Exercise >> The entire listing below should be output exactly as it stands.

■ ■ ■ ■ ■

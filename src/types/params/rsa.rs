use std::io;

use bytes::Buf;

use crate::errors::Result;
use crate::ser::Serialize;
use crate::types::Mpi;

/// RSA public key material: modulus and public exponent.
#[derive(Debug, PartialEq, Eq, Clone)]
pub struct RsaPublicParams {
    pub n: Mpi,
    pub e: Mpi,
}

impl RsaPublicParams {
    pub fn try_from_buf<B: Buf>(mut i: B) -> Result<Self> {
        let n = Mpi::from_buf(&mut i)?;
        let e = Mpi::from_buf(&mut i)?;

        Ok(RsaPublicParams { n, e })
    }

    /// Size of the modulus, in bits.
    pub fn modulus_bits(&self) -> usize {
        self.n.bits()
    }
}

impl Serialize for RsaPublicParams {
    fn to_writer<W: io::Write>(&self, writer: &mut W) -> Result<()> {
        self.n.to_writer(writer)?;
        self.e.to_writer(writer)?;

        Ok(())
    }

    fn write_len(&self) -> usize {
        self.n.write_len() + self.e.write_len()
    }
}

■ ■ ■ ■ ■

Written answer >>
filename src/types/params/rsa.rs
use std::io;

use bytes::Buf;

use crate::errors::Result;
use crate::ser::Serialize;
use crate::types::Mpi;

/// RSA public key material: modulus and public exponent.
#[derive(Debug, PartialEq, Eq, Clone)]
pub struct RsaPublicParams {
    pub n: Mpi,
    pub e: Mpi,
}

impl RsaPublicParams {
    pub fn try_from_buf<B: Buf>(mut i: B) -> Result<Self> {
        let n = Mpi::from_buf(&mut i)?;
        let e = Mpi::from_buf(&mut i)?;

        Ok(RsaPublicParams { n, e })
    }

    /// Size of the modulus, in bits.
    pub fn modulus_bits(&self) -> usize {
        self.n.bits()
    }
}

impl Serialize for RsaPublicParams {
    fn to_writer<W: io::Write>(&self, writer: &mut W) -> Result<()> {
        self.n.to_writer(writer)?;
        self.e.to_writer(writer)?;

        Ok(())
    }

    fn write_len(&self) -> usize {
        self.n.write_len() + self.e.write_len()
    }
}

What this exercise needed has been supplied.